I thought it was unfortunate that women’s opinions were so ignored in the housing developments of mandatory Palestine. Not only does the existence of Eratz Yisrael raise issues of colonialism, but sexism as well. While women were able to practice as architects in Palestine alongside their male counterparts, it was disappointing to me to read that their ideas weren’t really listened to, and their opinions weren’t taken into account when it mattered. The whole discourse around kitchen layouts felt pointless considering that the ideas of women who were highly qualified to speak on the matter were entirely ignored. As an architect, Lotte Cohn had both the domestic expertise attributed to women of the time and the design education of an experienced professional. As a woman, it’s frustrating to think about the gender inequalities that have been so prevalent in history and persist in our present. While I was glad to learn Cohn’s ideas gained traction in the 50s, I was surprised this didn’t happen sooner.


Application & Interpretation

Reading “An Alternative to Functional Universalism” got me thinking about Le Corbusier’s influence on Japanese architecture. In his design for the National Museum of Western Art in Tokyo, he largely stuck to universalist forms despite working with Japanese architects. The structure features his signature geometric concrete forms and feels very brutalist, with little to no indication of Japanese vernacular. Thus, it represents a lack of adaptation, in contrast to what Ecochard advocated for in his designs. This poses the question– is it worse if a Western power creates a design in a non-Western country that has no reference to its cultural context?

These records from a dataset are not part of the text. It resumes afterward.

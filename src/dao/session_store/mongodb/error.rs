use mongodb::error::{Error as MongoError, ErrorKind, WriteFailure};
use thiserror::Error;

pub type MongoResult<T> = std::result::Result<T, MongoDaoError>;

/// Server error code reported when a unique index rejects a write.
const DUPLICATE_KEY_CODE: i32 = 11000;

#[derive(Debug, Error)]
pub enum MongoDaoError {
    #[error("missing MongoDB environment variable `{var}`")]
    MissingEnvVar { var: &'static str },
    #[error("failed to parse MongoDB connection URI `{uri}`")]
    InvalidUri {
        uri: String,
        #[source]
        source: MongoError,
    },
    #[error("failed to build MongoDB client from options")]
    ClientConstruction {
        #[source]
        source: MongoError,
    },
    #[error("MongoDB ping failed during initial connection after {attempts} attempt(s)")]
    InitialPing {
        attempts: u32,
        #[source]
        source: MongoError,
    },
    #[error("MongoDB ping health check failed")]
    HealthPing {
        #[source]
        source: MongoError,
    },
    #[error("failed to ensure index `{index}` on collection `{collection}`")]
    EnsureIndex {
        collection: &'static str,
        index: &'static str,
        #[source]
        source: MongoError,
    },
    #[error("failed to save {entity} `{id}`")]
    Save {
        entity: &'static str,
        id: String,
        #[source]
        source: MongoError,
    },
    #[error("failed to load {entity} `{id}`")]
    Load {
        entity: &'static str,
        id: String,
        #[source]
        source: MongoError,
    },
    #[error("failed to list {entity} documents")]
    List {
        entity: &'static str,
        #[source]
        source: MongoError,
    },
    #[error("failed to delete {entity} `{id}`")]
    Delete {
        entity: &'static str,
        id: String,
        #[source]
        source: MongoError,
    },
    #[error("stored identifier `{value}` is not a valid UUID")]
    InvalidId { value: String },
    #[error("{entity} `{id}` was modified concurrently")]
    RevisionConflict { entity: &'static str, id: String },
    #[error("{entity} `{id}` does not exist")]
    MissingDocument { entity: &'static str, id: String },
}

/// Whether the error was raised by a unique index rejecting an insert.
pub fn is_duplicate_key(err: &MongoError) -> bool {
    matches!(
        err.kind.as_ref(),
        ErrorKind::Write(WriteFailure::WriteError(write_error))
            if write_error.code == DUPLICATE_KEY_CODE
    )
}
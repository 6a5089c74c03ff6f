use axum::{
    Json, Router,
    extract::{Path, Query, State},
    routing::get,
};

use crate::{
    dto::catalog::{CatalogGameResponse, CatalogSearchParams},
    error::AppError,
    services::{catalog_service, match_resolver::CatalogMatch},
    state::SharedState,
};

/// Read-only access to the external game catalog.
pub fn router() -> Router<SharedState> {
    Router::new()
        .route("/catalog/search", get(search))
        .route("/catalog/games/{id}", get(game))
}

/// Search the catalog once and return the ranked matches.
#[utoipa::path(
    get,
    path = "/catalog/search",
    tag = "catalog",
    params(CatalogSearchParams),
    responses(
        (status = 200, description = "Ranked matches", body = [CatalogMatch]),
        (status = 502, description = "Catalog returned an error"),
        (status = 503, description = "Catalog is busy")
    )
)]
pub async fn search(
    State(state): State<SharedState>,
    Query(params): Query<CatalogSearchParams>,
) -> Result<Json<Vec<CatalogMatch>>, AppError> {
    Ok(Json(
        catalog_service::search_catalog(&state, &params.query).await?,
    ))
}

#[utoipa::path(
    get,
    path = "/catalog/games/{id}",
    tag = "catalog",
    params(("id" = String, Path, description = "Catalog identifier of the game")),
    responses(
        (status = 200, description = "Game details", body = CatalogGameResponse),
        (status = 404, description = "Unknown game")
    )
)]
pub async fn game(
    State(state): State<SharedState>,
    Path(id): Path<String>,
) -> Result<Json<CatalogGameResponse>, AppError> {
    Ok(Json(catalog_service::game_details(&state, &id).await?))
}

In this particular case, does the context of the building as a gallery for Western art negate any responsibility for the architect to consider local vernacular? Further, does Ecochard’s notion of adapting modernism to fit the local culture really ease the transition, or does it still come across as paternalist? The persistent influence of Le Corbusier in the works of Japanese architects suggest they were receptive to universalism, but it’s interesting to consider the contexts.

 


Take-aways

  • While women architects had reasonable opportunities for work in mandatory Palestine, their opinions were still treated as inferior to men’s and they were still relegated to the domestic sphere in many ways.
  • “Adapted habitats” provided an alternative to universalism that aimed to modernize the non-Western world more slowly.
  • The right to shape and reshape the city is a human right, but it’s traditionally been coveted by the hands of the few.
  • With reform, we can protect the right to the city for all.